Entwurf einer Collage

Der Beitrag des Rizzi Hauses

Das "Happy Rizzi House" will mit zwei Baukörpern die Stadtcollage ergänzen. Ein Signal direkt am Ackerhof, die Hälfte von Ungers Stadttoridee ist immer noch richtig und wünschenswert. Nicht so eindeutig richtig ist der flachere dreigeschossige Riegel. Seine Stellung - entlang dem Friesenstrassenrest ist nur auf den ersten Blick einleuchtend, dieser kurze Stich strahlt nicht über die Eckertstrasse hinaus. Die vorgeschobene historische Kontinuität hat mit dem Collage-Gedanken wenig zu tun. Die Lage des Riegels ist halbherzig, weder Rekonstruktion noch Neubeginn, vielleicht nur die geschickte Ausnutzung des Grundstücks - so bleibt Platz für die Bank. Der unscharfe Umgang mit anderen historischen typologischen Begriffen lässt das vermuten.

Der "5-geschossige solitärhafte Baukörper, der durchaus als Zeichen zum Park wirken soll ... entspricht dem Bautyp eines Palazzo". Das tut er, obwohl er einen Lichthof besitzt, eigentlich nicht. Ein Turm ist ein Turm, ein Palazzo ein eher breit gelagerter Hofbau mit vier Flügeln und wenigstens einer monumentalen palastähnlichen Front. Der hohe Rizzi-Bau, der sich oben kubisch zurückstuft, entspricht dem Typus des Geschlechterturms, dem anspruchsvollen Zeichen italienischer Patrizierfamilien.

Genauso wenig trifft die Definition des riegelhaften Baukörpers, der in sechs Einheiten gegliedert ist. "Diese Konfiguration entspricht typologisch den Braunschweiger Kemenaten." Die Braunschweiger Kemenaten aber entsprechen viel eher kleinen massiven Türmen, die feuersicher und geschützt waren. Sie standen meist versteckt hinter den Fachwerkbauten, erst der Krieg hat sie freigebombt, wie die Kemenate an der Hagenbrücke. Und nie traten sie in Gruppen auf.

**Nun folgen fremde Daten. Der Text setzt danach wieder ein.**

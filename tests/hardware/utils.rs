//! Utility functions for hardware testing.
//!
//! Reads the device under test from the environment and lists what the
//! system exposes.

#![allow(dead_code)]

use std::env;
use std::time::Duration;
use uart_control::config::SerialConfig;
use uart_control::{PortConfiguration, PortEnumerator, SystemPorts};

/// Test port configuration from environment.
pub struct TestPortConfig {
    pub port_name: String,
    pub baud_rate: u32,
    pub loopback_enabled: bool,
}

impl TestPortConfig {
    /// Get test configuration from environment variables.
    pub fn from_env() -> Option<Self> {
        let port_name = env::var("TEST_PORT").ok()?;
        let baud_rate = env::var("TEST_BAUD")
            .ok()
            .and_then(|s| s.parse().ok())
            .unwrap_or(9600);
        let loopback_enabled = env::var("TEST_LOOPBACK").ok().as_deref() == Some("1");

        Some(TestPortConfig {
            port_name,
            baud_rate,
            loopback_enabled,
        })
    }

    /// Like [`from_env`](Self::from_env), printing why a test is skipped.
    pub fn or_skip() -> Option<Self> {
        let config = Self::from_env();
        if config.is_none() {
            println!("Skipping hardware test: TEST_PORT not set");
        }
        config
    }

    pub fn to_port_config(&self) -> PortConfiguration {
        PortConfiguration {
            baud_rate: self.baud_rate,
            timeout: Duration::from_millis(100),
            ..PortConfiguration::default()
        }
    }

    pub fn to_serial_config(&self) -> SerialConfig {
        SerialConfig {
            default_baud: self.baud_rate,
            read_poll_ms: 50,
            ..SerialConfig::default()
        }
    }
}

/// Print available ports for debugging.
pub fn print_available_ports() {
    match SystemPorts.list_available_ports() {
        Ok(ports) if ports.is_empty() => println!("No serial ports detected on this system"),
        Ok(ports) => {
            println!("Available serial ports ({}):", ports.len());
            for (idx, port) in ports.iter().enumerate() {
                println!("  {}. {}", idx + 1, port);
            }
        }
        Err(e) => println!("Port enumeration failed: {e}"),
    }
}
//! Serial worker behaviour against in-memory devices.

mod common;

use common::{fast_worker_options, wait_until, Harness, WAIT};
use pretty_assertions::assert_eq;
use std::sync::atomic::{AtomicBool, AtomicUsize, Ordering};
use std::sync::Arc;
use std::time::{Duration, Instant};
use uart_control::{
    PortArbiter, PortConfiguration, PortError, SerialTransport, SerialWorker, TransportFactory,
    UartError, WorkerEvent, WorkerOptions,
};

fn worker(harness: &Harness, options: WorkerOptions) -> SerialWorker {
    SerialWorker::with_backend(
        "CPU1",
        options,
        Arc::new(harness.factory.clone()),
        Arc::clone(&harness.arbiter),
    )
}

#[test]
fn test_ping_echo_end_to_end() {
    let harness = Harness::new();
    harness.echo_port("COM5");
    let worker = worker(&harness, fast_worker_options());
    let events = worker.subscribe_channel();

    worker.configure("COM5", 115_200).unwrap();
    worker.start().unwrap();
    assert!(worker.is_connected());
    assert_eq!(worker.port_name().as_deref(), Some("COM5"));
    assert_eq!(worker.baud_rate(), 115_200);

    assert!(worker.write(b"PING".to_vec()));
    let event = events.recv_timeout(WAIT).unwrap();
    assert_eq!(event, WorkerEvent::DataReceived(b"PING".to_vec()));

    worker.stop();
    assert!(!worker.is_connected());
}

#[test]
fn test_writes_keep_fifo_order_under_load() {
    let harness = Harness::new();
    let port = harness.silent_port("COM5");
    let mut options = fast_worker_options();
    options.write_queue_capacity = 1024;
    let worker = worker(&harness, options);

    worker.configure("COM5", 115_200).unwrap();
    worker.start().unwrap();

    let expected: Vec<Vec<u8>> = (0..200).map(|i| format!("cmd{i};").into_bytes()).collect();
    for payload in &expected {
        worker.write(payload.clone());
    }

    let total: usize = expected.iter().map(Vec::len).sum();
    assert!(wait_until(|| port.written_bytes().len() == total));
    assert_eq!(port.written_bytes(), expected.concat());
    worker.stop();
}

#[test]
fn test_overflow_keeps_most_recent_payloads() {
    let harness = Harness::new();
    let port = harness.silent_port("COM5");
    let mut options = fast_worker_options();
    options.write_queue_capacity = 3;
    let worker = worker(&harness, options);
    let events = worker.subscribe_channel();

    for payload in ["a", "b", "c", "d", "e"] {
        worker.write(payload.as_bytes().to_vec());
    }

    worker.configure("COM5", 115_200).unwrap();
    worker.start().unwrap();
    assert!(wait_until(|| port.written_bytes() == b"cde"));
    assert_eq!(
        events.recv_timeout(WAIT).unwrap(),
        WorkerEvent::QueueOverflow {
            capacity: 3,
            dropped_payloads: 2,
            dropped_bytes: 2
        }
    );
    worker.stop();
}

#[test]
fn test_flush_queue_discards_pending() {
    let harness = Harness::new();
    let worker = worker(&harness, fast_worker_options());
    worker.write(b"x".to_vec());
    worker.write(b"y".to_vec());
    assert_eq!(worker.flush_queue(), 2);
    assert_eq!(worker.queue_len(), 0);
}

#[test]
fn test_stop_latency_is_bounded_by_poll() {
    let harness = Harness::new();
    harness.silent_port("COM5");
    let mut options = fast_worker_options();
    options.port.timeout = Duration::from_millis(50);
    let worker = worker(&harness, options);

    worker.configure("COM5", 115_200).unwrap();
    worker.start().unwrap();
    std::thread::sleep(Duration::from_millis(20));

    let started = Instant::now();
    worker.stop();
    assert!(started.elapsed() < Duration::from_millis(400));
    assert!(!harness.arbiter.is_in_use("COM5"));
}

#[test]
fn test_stop_from_event_callback_does_not_hang() {
    let harness = Harness::new();
    let port = harness.silent_port("COM5");
    let worker = Arc::new(worker(&harness, fast_worker_options()));

    let weak = Arc::downgrade(&worker);
    worker.subscribe(move |event| {
        if let (WorkerEvent::DataReceived(_), Some(worker)) = (event, weak.upgrade()) {
            worker.stop();
        }
    });

    worker.configure("COM5", 115_200).unwrap();
    worker.start().unwrap();
    port.enqueue_read(b"bye\n");

    assert!(wait_until(|| !worker.is_running()));
    assert!(!harness.arbiter.is_in_use("COM5"));
    worker.stop();
}

#[test]
fn test_non_fatal_write_error_drops_payload() {
    let harness = Harness::new();
    let port = harness.silent_port("COM5");
    let worker = worker(&harness, fast_worker_options());
    let events = worker.subscribe_channel();

    worker.configure("COM5", 115_200).unwrap();
    port.fail_next_write(std::io::ErrorKind::PermissionDenied);
    worker.write(b"lost".to_vec());
    worker.write(b"kept".to_vec());
    worker.start().unwrap();

    let event = events.recv_timeout(WAIT).unwrap();
    assert!(matches!(event, WorkerEvent::Error(UartError::Io { .. })));
    assert!(wait_until(|| port.written_bytes() == b"kept"));
    assert!(worker.is_running());
    assert!(worker.last_error().is_some());
    worker.stop();
}

/// A device whose first read hangs far longer than the poll interval.
#[derive(Debug, Default)]
struct StallingDevice {
    stalled: AtomicBool,
    in_read: AtomicUsize,
    peak_readers: AtomicUsize,
}

#[derive(Debug)]
struct StallingPort {
    device: Arc<StallingDevice>,
}

impl SerialTransport for StallingPort {
    fn write_bytes(&mut self, data: &[u8]) -> Result<usize, PortError> {
        Ok(data.len())
    }

    fn read_bytes(&mut self, _buffer: &mut [u8]) -> Result<usize, PortError> {
        let device = &self.device;
        let readers = device.in_read.fetch_add(1, Ordering::SeqCst) + 1;
        device.peak_readers.fetch_max(readers, Ordering::SeqCst);
        let pause = if device.stalled.swap(true, Ordering::SeqCst) {
            Duration::from_millis(10)
        } else {
            Duration::from_millis(300)
        };
        std::thread::sleep(pause);
        device.in_read.fetch_sub(1, Ordering::SeqCst);
        Err(PortError::timeout(pause))
    }

    fn name(&self) -> &str {
        "COM5"
    }

    fn set_timeout(&mut self, _timeout: Duration) -> Result<(), PortError> {
        Ok(())
    }
}

#[derive(Debug, Default)]
struct StallingFactory {
    device: Arc<StallingDevice>,
}

impl TransportFactory for StallingFactory {
    fn open(
        &self,
        _port_name: &str,
        _config: &PortConfiguration,
    ) -> Result<Box<dyn SerialTransport>, PortError> {
        Ok(Box::new(StallingPort {
            device: Arc::clone(&self.device),
        }))
    }
}

#[test]
fn test_detached_loop_keeps_port_until_it_exits() {
    let factory = Arc::new(StallingFactory::default());
    let device = Arc::clone(&factory.device);
    let arbiter = Arc::new(PortArbiter::new());
    let mut options = fast_worker_options();
    options.stop_timeout = Duration::from_millis(50);
    let worker = SerialWorker::with_backend("CPU1", options, factory, Arc::clone(&arbiter));

    worker.configure("COM5", 115_200).unwrap();
    worker.start().unwrap();
    assert!(wait_until(|| device.in_read.load(Ordering::SeqCst) == 1));

    let started = Instant::now();
    worker.stop();
    assert!(started.elapsed() < Duration::from_millis(250));
    assert!(!worker.is_running());
    assert!(arbiter.is_in_use("COM5"));
    assert!(matches!(worker.start(), Err(UartError::InvalidState(_))));

    assert!(wait_until(|| worker.start().is_ok()));
    std::thread::sleep(Duration::from_millis(100));
    assert_eq!(device.peak_readers.load(Ordering::SeqCst), 1);
    assert_eq!(arbiter.owner_of("COM5"), Some(worker.token()));

    worker.stop();
    assert!(!arbiter.is_in_use("COM5"));
}

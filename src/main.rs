use anyhow::{Context, Result};
use clap::{Parser, Subcommand};
use std::path::PathBuf;
use std::sync::Arc;
use tokio::io::{AsyncBufReadExt, BufReader};
use tokio::signal;
use tokio::sync::mpsc;
use tracing::{info, warn};
use uart_control::config::{Config, ConfigLoader};
use uart_control::{
    logging, ConnectionService, ConnectionState, LogCache, LogFormatter, PortEnumerator,
    ServiceEvent, SystemPorts,
};

// Command-line arguments
#[derive(Parser, Debug)]
#[command(
    version,
    about = "Monitor and drive UART devices from the terminal.",
    long_about = "Opens a serial port on a background worker, prints every received line with a timestamp and source label, and sends stdin lines as commands."
)]
struct Args {
    /// Configuration file (defaults to the standard search path)
    #[arg(short, long, global = true)]
    config: Option<PathBuf>,

    #[command(subcommand)]
    command: Command,
}

#[derive(Subcommand, Debug)]
enum Command {
    /// List available serial ports.
    Ports,
    /// Connect to a port and stream traffic.
    Monitor {
        /// Port name or configured alias
        port: String,
        /// Baud rate (defaults to serial.default_baud)
        #[arg(short, long)]
        baud: Option<u32>,
        /// Source label shown on every line
        #[arg(short, long, default_value = "CPU1")]
        label: String,
    },
}

fn load_config(path: Option<&PathBuf>) -> Result<Config> {
    match path {
        Some(path) => Ok(ConfigLoader::load_from(path)
            .with_context(|| format!("loading {}", path.display()))?
            .into_config()),
        None => match ConfigLoader::load() {
            Ok(loader) => Ok(loader.into_config()),
            Err(e) => {
                eprintln!("Warning: Failed to load config, using defaults: {}", e);
                Ok(ConfigLoader::with_defaults().into_config())
            }
        },
    }
}

#[tokio::main]
async fn main() -> Result<()> {
    let args = Args::parse();
    let config = load_config(args.config.as_ref())?;
    let _log_guard = logging::init(&config.logging);

    match args.command {
        Command::Ports => list_ports(),
        Command::Monitor { port, baud, label } => monitor(config, port, baud, label).await,
    }
}

fn list_ports() -> Result<()> {
    let ports = SystemPorts
        .list_available_ports()
        .context("enumerating serial ports")?;
    if ports.is_empty() {
        println!("No serial ports found.");
    }
    for port in ports {
        println!("{port}");
    }
    Ok(())
}

async fn monitor(config: Config, port: String, baud: Option<u32>, label: String) -> Result<()> {
    let cache = Arc::new(LogCache::with_capacity(config.console.max_entries_per_source));
    cache.subscribe(|entry| println!("{}", entry.display_line()));

    let service = Arc::new(ConnectionService::new(
        label,
        config.serial.clone(),
        LogFormatter::from(&config.console),
        Arc::clone(&cache),
    ));
    if let Some(baud) = baud {
        service.set_baud_rate(baud)?;
    }

    let (event_tx, mut events) = mpsc::unbounded_channel();
    service.subscribe(move |event: &ServiceEvent| {
        let _ = event_tx.send(event.clone());
    });

    {
        let service = Arc::clone(&service);
        let port_name = port.clone();
        tokio::task::spawn_blocking(move || service.connect(&port_name))
            .await?
            .with_context(|| format!("connecting to {port}"))?;
    }
    eprintln!("Connected. Type commands, or :filter <q>, :regex <p>, :clear, :export, :stats, :quit");

    let mut stdin = BufReader::new(tokio::io::stdin()).lines();
    loop {
        tokio::select! {
            line = stdin.next_line() => {
                let Some(line) = line? else { break };
                if !handle_input(&service, &cache, &line)? {
                    break;
                }
            }
            Some(event) = events.recv() => {
                if let ServiceEvent::StateChanged { to: ConnectionState::Disconnected, .. } = event {
                    warn!(port = %port, "connection lost");
                    anyhow::bail!(
                        "connection lost: {}",
                        service.last_error().unwrap_or_else(|| "unknown error".into())
                    );
                }
            }
            _ = shutdown_signal() => {
                info!("Signal received, disconnecting");
                break;
            }
        }
    }

    tokio::task::spawn_blocking(move || service.disconnect()).await??;
    Ok(())
}

/// Returns false when the user asked to quit.
fn handle_input(service: &ConnectionService, cache: &LogCache, line: &str) -> Result<bool> {
    let source = service.label();
    let (command, arg) = match line.strip_prefix(':') {
        Some(rest) => rest.split_once(' ').unwrap_or((rest, "")),
        None => {
            if let Err(e) = service.send_command(line) {
                eprintln!("Send failed: {e}");
            }
            return Ok(true);
        }
    };

    match command {
        "quit" | "q" => return Ok(false),
        "filter" => {
            for entry in cache.filter_cache(source, arg) {
                println!("{}", entry.display_line());
            }
        }
        "regex" => match cache.filter_cache_regex(source, arg) {
            Ok(entries) => entries
                .iter()
                .for_each(|entry| println!("{}", entry.display_line())),
            Err(e) => eprintln!("{e}"),
        },
        "clear" => cache.clear_cache(source),
        "export" => println!("{}", cache.export_text(source)),
        "stats" => println!("{}", serde_json::to_string_pretty(&service.counters())?),
        other => eprintln!("Unknown command :{other}"),
    }
    Ok(true)
}

async fn shutdown_signal() {
    let ctrl_c = async {
        if let Err(e) = signal::ctrl_c().await {
            warn!(error = %e, "failed to listen for Ctrl+C");
            std::future::pending::<()>().await;
        }
    };

    #[cfg(unix)]
    let terminate = async {
        match signal::unix::signal(signal::unix::SignalKind::terminate()) {
            Ok(mut sig) => {
                sig.recv().await;
            }
            Err(_) => std::future::pending::<()>().await,
        }
    };

    #[cfg(not(unix))]
    let terminate = std::future::pending::<()>();

    tokio::select! {
        _ = ctrl_c => {},
        _ = terminate => {},
    }
}
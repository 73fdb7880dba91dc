//! Configuration error types for the config module.

use std::path::PathBuf;
use thiserror::Error;

/// Errors that can occur during configuration operations.
#[derive(Debug, Error)]
pub enum ConfigError {
    /// Failed to read config file
    #[error("Failed to read configuration file '{path}': {source}")]
    ReadError {
        path: PathBuf,
        #[source]
        source: std::io::Error,
    },

    /// Failed to parse TOML
    #[error("Failed to parse configuration: {0}")]
    ParseError(#[from] toml::de::Error),

    /// Failed to serialize config
    #[error("Failed to serialize configuration: {0}")]
    SerializeError(#[from] toml::ser::Error),

    /// Failed to write config file
    #[error("Failed to write configuration file '{path}': {source}")]
    WriteError {
        path: PathBuf,
        #[source]
        source: std::io::Error,
    },

    /// Invalid configuration value
    #[error("Invalid configuration value for '{key}': {message}")]
    ValidationError { key: String, message: String },

    /// Environment variable parse error
    #[error("Failed to parse environment variable '{var}': {message}")]
    EnvParseError { var: String, message: String },

    /// Save requested without a target path
    #[error("No configuration file path set")]
    NoPath,
}

impl ConfigError {
    pub fn validation<K: Into<String>, M: Into<String>>(key: K, message: M) -> Self {
        Self::ValidationError {
            key: key.into(),
            message: message.into(),
        }
    }

    pub fn env_parse<V: Into<String>, M: Into<String>>(var: V, message: M) -> Self {
        Self::EnvParseError {
            var: var.into(),
            message: message.into(),
        }
    }
}

/// Result type for configuration operations.
pub type ConfigResult<T> = Result<T, ConfigError>;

Das durchschaubare Anbiedern durch pseudo-historische Bezüge wird ergänzt durch Hinweise zur Originalität des Vorhabens, das nämlich Fassaden und Raumkonzeptionen "auch in der Bautechnik und den eingesetzten Materialien ein Novum" darstellen. Siebbedruckte Glasmembranen sind nicht erst seit Nouvels Berliner Warenhaus Mode und man sieht sie im Augenblick überall. Schliesslich werden die leuchtenden Pop-Farben mit den Architekturvisionen der "20er" Jahre verglichen. Schade nur, dass Bruno Tauts Kristallutopien einer transparenten demokratischen Architektur aus der Vorkriegszeit stammen. 1914 baute Taut auf der Kölner Werkbund-Ausstellung seinen berühmten Glaspavillon - die zwanziger Jahre dagegen waren ziemlich weiss - kleinliche Einwände vielleicht, wenn man so weltbewegendes vorhat?

Skizzen
Originales
A. Gaudi (casa battló, 1905).
H. Härtling (Gut Garkau, 1922).
H. Scharoun (Philharmonie, 1956).
 
F.O. Gehry (Vitra Verwaltung, 1991).
D. Libeskind (Between the lines, 1998).
Hundertwasser (Kunsthaus, 1980).
 

Was also ist die eigentliche Architekturhaltung des Rizzi Hauses? Die Grundrisse zeigen Schachteln mit willkürlich schräg gestellten Wänden, ohne dass wirklich neue anti-klassische Raumfolgen entstehen, Gaudi schuf organische Grundrisse in Erinnerung an die düstere Sakralität von Höhlen und Katakombe. Hugo Häring begründete Ähnliches mit konsequenter Funktionalität. Scharouns fliessende Räume sind von Schiffsbau und Dynamik inspiriert und Rudolf Steiner meinte, menschliche Architektur habe antropomorphe Formen zu haben, schräge Winkel und wie Schädeldächer gewölbte Decken. Selbst Hundertwasser, und irgendwie kommen die Baukörper und Fassaden des Rizzi Hauses wie reduzierte Hundertwasser daher, stellt sich in eine Tradition. Es ist die, der durch Mosaik immateriell erscheinenden Wände, die von Byzanz aus mit den Mauren nach Spanien und also zu Gaudi gelangten und über Venedig, das die Österreicher einige Zeit beherrschten, in den Wiener Jugendstil. Klimts dekorative Gemälde als Bauwerke, aber nicht nur das, denn Hundertwasser verfasste ein Manifest gegen die "Unmenschlichkeit" der Geraden und des rechten Winkels. Das ist in sich schlüssig und hat Stil.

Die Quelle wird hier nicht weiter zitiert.